use std::sync::Arc;
use std::time::Duration;

use agentlab::agents::{build_agent_set, run_presets_list, run_presets_show};
use agentlab::cli::*;
use agentlab::config::{load_llm_connection, load_profiles, resolve_runtime_config};
use agentlab::doctor::run_doctor;
use agentlab::driver::{build_driver, run_relayed};
use agentlab::error::{categorize_error, format_cli_error, render_error_message};
use agentlab::profiles::{run_profiles_list, run_profiles_show};
use agentlab::server::run_server;
use agentlab::telemetry::{TelemetrySink, run_telemetry_report};
use anyhow::Result;
use clap::Parser;
use serde_json::json;
use tracing::level_filters::LevelFilter;

#[tokio::main]
async fn main() -> Result<()> {
    if let Err(err) = dotenvy::dotenv()
        && !err.not_found()
    {
        eprintln!("warning: failed to load .env: {err}");
    }

    let cli = Cli::parse();
    let show_sensitive = cli.show_sensitive_config;
    if let Err(err) = run_cli(cli).await {
        eprintln!("{}", format_cli_error(&err, show_sensitive));
        tracing::error!(
            category = %categorize_error(&err).code(),
            error = %render_error_message(&err, show_sensitive),
            "command failed"
        );
        std::process::exit(1);
    }

    Ok(())
}

async fn run_cli(cli: Cli) -> Result<()> {
    init_tracing(&cli.log_filter)?;
    let profiles = load_profiles(&cli.config_path)?;
    let cfg = resolve_runtime_config(&cli, &profiles)?;
    let telemetry = TelemetrySink::new(&cfg, command_label(&cli.command));
    tracing::debug!(
        profile = %cfg.profile,
        preset = %cfg.preset,
        driver = driver_label(cfg.driver),
        "resolved runtime config"
    );

    match cli.command {
        Commands::Serve { host, port } => {
            let connection = load_llm_connection()?;
            run_server(cfg, connection, host, port, &telemetry).await?;
        }
        Commands::Run { task } => {
            let connection = Arc::new(load_llm_connection()?);
            let agent_set = build_agent_set(&cfg.preset, Arc::clone(&connection))?;
            let driver = build_driver(&cfg, &connection)?;
            let task = task.join(" ");
            let task = if task.trim().is_empty() {
                agent_set.default_task.clone()
            } else {
                task
            };

            let session = run_relayed(
                driver,
                &agent_set,
                &task,
                cfg.relay_mode,
                Duration::from_millis(cfg.poll_interval_ms),
                &telemetry,
                |message| println!("{}: {}\n", message.sender, message.content),
            )
            .await?;
            telemetry.emit(
                "command.completed",
                json!({ "session_id": session.id.to_string(), "messages": session.len() }),
            );
        }
        Commands::Presets { command } => match command {
            PresetCommands::List => run_presets_list(&cfg.preset)?,
            PresetCommands::Show { name } => run_presets_show(&cfg.preset, name)?,
        },
        Commands::Profiles { command } => match command {
            ProfileCommands::List => run_profiles_list(&profiles, &cfg)?,
            ProfileCommands::Show => run_profiles_show(&cfg)?,
        },
        Commands::Doctor => run_doctor(&cfg)?,
        Commands::Telemetry { command } => match command {
            TelemetryCommands::Report { path, limit } => {
                run_telemetry_report(&cfg, path, limit)?;
            }
        },
    }

    Ok(())
}

fn init_tracing(log_filter: &str) -> Result<()> {
    let level = log_filter
        .parse::<LevelFilter>()
        .unwrap_or(LevelFilter::INFO);
    tracing_subscriber::fmt()
        .with_max_level(level)
        .with_env_filter(log_filter)
        .with_target(false)
        .with_writer(std::io::stderr)
        .try_init()
        .map_err(|e| anyhow::anyhow!("failed to initialize tracing subscriber: {e}"))
}
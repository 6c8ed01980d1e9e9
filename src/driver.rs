use std::path::Path;
use std::process::Stdio;
use std::sync::Arc;
use std::time::Duration;

use anyhow::{Context, Result};
use async_trait::async_trait;
use futures::StreamExt;
use serde::Serialize;
use serde_json::json;
use tokio::io::{AsyncBufReadExt, AsyncWriteExt, BufReader};
use uuid::Uuid;

use crate::agents::{AgentSet, AgentSpec};
use crate::cli::{DriverKind, RelayMode};
use crate::config::{LlmConnection, RuntimeConfig};
use crate::message::{Message, parse_driver_line, preview};
use crate::relay::{Relay, RelayEvent};
use crate::session::{Session, SessionError, SessionManager, SessionWriter};
use crate::telemetry::TelemetrySink;

/// Everything the external conversation engine needs for one run.
/// Serialized as JSON onto the command driver's stdin.
#[derive(Debug, Clone, Serialize)]
pub struct ConversationPlan {
    pub session_id: Uuid,
    pub preset: String,
    pub task: String,
    pub max_round: u32,
    pub speaker_selection: String,
    pub agents: Vec<AgentSpec>,
    pub llm: LlmConnection,
}

impl ConversationPlan {
    pub fn new(session_id: Uuid, agent_set: &AgentSet, task: &str) -> Self {
        Self {
            session_id,
            preset: agent_set.preset.clone(),
            task: task.to_string(),
            max_round: agent_set.max_round,
            speaker_selection: agent_set.speaker_selection.clone(),
            agents: agent_set.agents.clone(),
            llm: agent_set.llm.as_ref().clone(),
        }
    }
}

/// Runs one conversation to completion, appending every turn to `log`.
///
/// Implementations must not end the session themselves; [`run_session`]
/// does that once `run` returns.
#[async_trait]
pub trait ConversationDriver: Send + Sync {
    fn name(&self) -> &'static str;

    async fn run(&self, plan: &ConversationPlan, log: &SessionWriter) -> Result<()>;
}

/// Spawns the external engine as a child process. The plan goes in as one JSON
/// line on stdin; turns come back as JSON lines on stdout.
#[derive(Debug, Clone)]
pub struct CommandDriver {
    program: String,
    args: Vec<String>,
    connection: Option<LlmConnection>,
}

impl CommandDriver {
    pub fn new(program: impl Into<String>, args: Vec<String>) -> Self {
        Self {
            program: program.into(),
            args,
            connection: None,
        }
    }

    pub fn from_command_line(command_line: &str) -> Result<Self> {
        let mut parts = shlex::split(command_line)
            .ok_or_else(|| anyhow::anyhow!("driver command has unbalanced quotes: {command_line}"))?
            .into_iter();
        let program = parts
            .next()
            .ok_or_else(|| anyhow::anyhow!("driver command is empty"))?;
        Ok(Self::new(program, parts.collect()))
    }

    /// Exports the connection to the child through its environment.
    pub fn with_connection(mut self, connection: LlmConnection) -> Self {
        self.connection = Some(connection);
        self
    }

    pub fn program(&self) -> &str {
        &self.program
    }
}

#[async_trait]
impl ConversationDriver for CommandDriver {
    fn name(&self) -> &'static str {
        "command"
    }

    async fn run(&self, plan: &ConversationPlan, log: &SessionWriter) -> Result<()> {
        let mut command = tokio::process::Command::new(&self.program);
        command
            .args(&self.args)
            .stdin(Stdio::piped())
            .stdout(Stdio::piped())
            .stderr(Stdio::piped())
            .kill_on_drop(true);
        if let Some(connection) = &self.connection {
            for (key, value) in connection.env_pairs() {
                command.env(key, value);
            }
        }

        let mut child = command
            .spawn()
            .with_context(|| format!("failed to spawn driver command '{}'", self.program))?;
        tracing::info!(program = %self.program, pid = ?child.id(), session_id = %plan.session_id, "driver process started");

        let stdout = child
            .stdout
            .take()
            .ok_or_else(|| anyhow::anyhow!("driver stdout was not captured"))?;
        let stderr = child.stderr.take();

        if let Some(mut stdin) = child.stdin.take() {
            let mut payload =
                serde_json::to_vec(plan).context("failed to serialize conversation plan")?;
            payload.push(b'\n');
            match stdin.write_all(&payload).await {
                Ok(()) => {}
                Err(err) if err.kind() == std::io::ErrorKind::BrokenPipe => {
                    tracing::warn!(program = %self.program, "driver closed stdin before reading the plan");
                }
                Err(err) => {
                    return Err(err).context("failed to write conversation plan to driver stdin");
                }
            }
        }

        let stderr_task = stderr.map(|stderr| {
            let program = self.program.clone();
            tokio::spawn(async move {
                let mut lines = BufReader::new(stderr).lines();
                while let Ok(Some(line)) = lines.next_line().await {
                    tracing::debug!(program = %program, line = %preview(&line), "driver stderr");
                }
            })
        });

        let mut reader = BufReader::new(stdout);
        let mut buf = Vec::new();
        let mut forwarded = 0usize;
        loop {
            buf.clear();
            let read = reader
                .read_until(b'\n', &mut buf)
                .await
                .context("failed to read driver output")?;
            if read == 0 {
                break;
            }
            let line = match std::str::from_utf8(&buf) {
                Ok(line) => line,
                Err(err) => {
                    tracing::warn!(
                        error = %err,
                        line = %preview(&String::from_utf8_lossy(&buf)),
                        "skipping non-UTF-8 driver line"
                    );
                    continue;
                }
            };
            if let Some(message) = parse_driver_line(line) {
                tracing::debug!(sender = %message.sender, content = %preview(&message.content), "driver message");
                log.append(message);
                forwarded += 1;
            }
        }

        let status = child
            .wait()
            .await
            .context("failed to wait for driver process")?;
        if let Some(task) = stderr_task {
            let _ = task.await;
        }

        if !status.success() {
            return Err(anyhow::anyhow!(
                "driver command '{}' exited with {}",
                self.program,
                status
            ));
        }

        tracing::info!(program = %self.program, messages = forwarded, "driver process finished");
        Ok(())
    }
}

/// Replays a recorded JSON-lines transcript with a fixed delay per line.
#[derive(Debug, Clone)]
pub struct TranscriptDriver {
    lines: Vec<String>,
    delay: Duration,
}

impl TranscriptDriver {
    pub fn from_lines(lines: Vec<String>, delay: Duration) -> Self {
        Self { lines, delay }
    }

    pub fn from_path(path: &Path, delay: Duration) -> Result<Self> {
        let content = std::fs::read_to_string(path)
            .with_context(|| format!("failed to read transcript file '{}'", path.display()))?;
        let lines = content.lines().map(str::to_string).collect();
        Ok(Self::from_lines(lines, delay))
    }

    pub fn len(&self) -> usize {
        self.lines.len()
    }

    pub fn is_empty(&self) -> bool {
        self.lines.is_empty()
    }
}

#[async_trait]
impl ConversationDriver for TranscriptDriver {
    fn name(&self) -> &'static str {
        "transcript"
    }

    async fn run(&self, plan: &ConversationPlan, log: &SessionWriter) -> Result<()> {
        tracing::info!(session_id = %plan.session_id, lines = self.len(), "replaying transcript");
        for line in &self.lines {
            if !self.delay.is_zero() {
                tokio::time::sleep(self.delay).await;
            }
            if let Some(message) = parse_driver_line(line) {
                log.append(message);
            }
        }
        Ok(())
    }
}

pub fn build_driver(
    cfg: &RuntimeConfig,
    connection: &LlmConnection,
) -> Result<Arc<dyn ConversationDriver>> {
    match cfg.driver {
        DriverKind::Command => {
            let command_line = cfg.driver_command.as_deref().ok_or_else(|| {
                anyhow::anyhow!(
                    "driver 'command' has no command line; set --driver-command or AGENTLAB_DRIVER_COMMAND"
                )
            })?;
            let driver =
                CommandDriver::from_command_line(command_line)?.with_connection(connection.clone());
            Ok(Arc::new(driver))
        }
        DriverKind::Transcript => {
            let path = cfg.transcript_path.as_deref().ok_or_else(|| {
                anyhow::anyhow!(
                    "driver 'transcript' has no file; set --transcript-path or AGENTLAB_TRANSCRIPT_PATH"
                )
            })?;
            let driver = TranscriptDriver::from_path(
                Path::new(path),
                Duration::from_millis(cfg.transcript_delay_ms),
            )?;
            if driver.is_empty() {
                tracing::warn!(path = %path, "transcript file has no lines; conversations will only show the seed messages");
            } else {
                tracing::debug!(path = %path, lines = driver.len(), "transcript loaded");
            }
            Ok(Arc::new(driver))
        }
    }
}

/// Runs `driver` and closes the session. A driver error becomes one visible
/// `System` error line instead of a stalled or crashed session.
pub async fn run_session(
    driver: Arc<dyn ConversationDriver>,
    plan: ConversationPlan,
    writer: SessionWriter,
    telemetry: TelemetrySink,
) {
    let session_id = plan.session_id;
    match driver.run(&plan, &writer).await {
        Ok(()) => {
            writer.finish();
            let total = writer.session().len();
            tracing::info!(session_id = %session_id, driver = driver.name(), messages = total, "conversation completed");
            telemetry.emit(
                "session.completed",
                json!({
                    "session_id": session_id.to_string(),
                    "preset": plan.preset,
                    "messages": total,
                }),
            );
        }
        Err(err) => {
            tracing::error!(session_id = %session_id, driver = driver.name(), error = %format!("{err:#}"), "conversation failed");
            writer.fail(&err);
            telemetry.emit(
                "session.failed",
                json!({
                    "session_id": session_id.to_string(),
                    "preset": plan.preset,
                    "error": format!("{err:#}"),
                }),
            );
        }
    }
}

/// Starts a session, seeds it with the opening lines and spawns the driver.
///
/// The seeded log reads `System: Conversation started`, then the task as
/// spoken by the proxy agent.
pub fn launch_conversation(
    manager: &SessionManager,
    driver: Arc<dyn ConversationDriver>,
    agent_set: &AgentSet,
    task: &str,
    telemetry: &TelemetrySink,
) -> Result<Arc<Session>, SessionError> {
    let (session, writer) = manager.start(task, &agent_set.preset)?;
    writer.append(Message::system("Conversation started"));
    writer.append(Message::new(agent_set.proxy().name.clone(), session.task.clone()));

    let plan = ConversationPlan::new(session.id, agent_set, &session.task);
    tracing::info!(
        session_id = %session.id,
        preset = %agent_set.preset,
        agents = agent_set.agents.len(),
        max_round = agent_set.max_round,
        driver = driver.name(),
        "starting conversation"
    );
    telemetry.emit(
        "session.started",
        json!({
            "session_id": session.id.to_string(),
            "preset": agent_set.preset,
            "driver": driver.name(),
            "started_at": session.started_at.to_rfc3339(),
        }),
    );

    tokio::spawn(run_session(driver, plan, writer, telemetry.clone()));
    Ok(session)
}

/// Runs one conversation outside the server and hands every relayed message
/// to `on_message` in log order. Fails when the session ends with an error.
pub async fn run_relayed(
    driver: Arc<dyn ConversationDriver>,
    agent_set: &AgentSet,
    task: &str,
    relay_mode: RelayMode,
    poll_interval: Duration,
    telemetry: &TelemetrySink,
    mut on_message: impl FnMut(&Message),
) -> Result<Arc<Session>> {
    let manager = SessionManager::new();
    let session = launch_conversation(&manager, driver, agent_set, task, telemetry)?;

    let mut events =
        std::pin::pin!(Relay::new(Arc::clone(&session)).into_stream(relay_mode, poll_interval));
    while let Some(event) = events.next().await {
        if let RelayEvent::Batch(batch) = event {
            batch.messages.iter().for_each(&mut on_message);
        }
    }

    match session.failure() {
        Some(failure) => Err(anyhow::anyhow!("conversation failed: {failure}")),
        None => Ok(session),
    }
}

+-------+

◆ Required action: Write out exactly the lines of the entries above that run from the line containing "if let RelayEvent::Batch(batch)" through the last line, including both.

◆ Result of this exercise:
        if let RelayEvent::Batch(batch) = event {
            batch.messages.iter().for_each(&mut on_message);
        }
    }

    match session.failure() {
        Some(failure) => Err(anyhow::anyhow!("conversation failed: {failure}")),
        None => Ok(session),
    }
}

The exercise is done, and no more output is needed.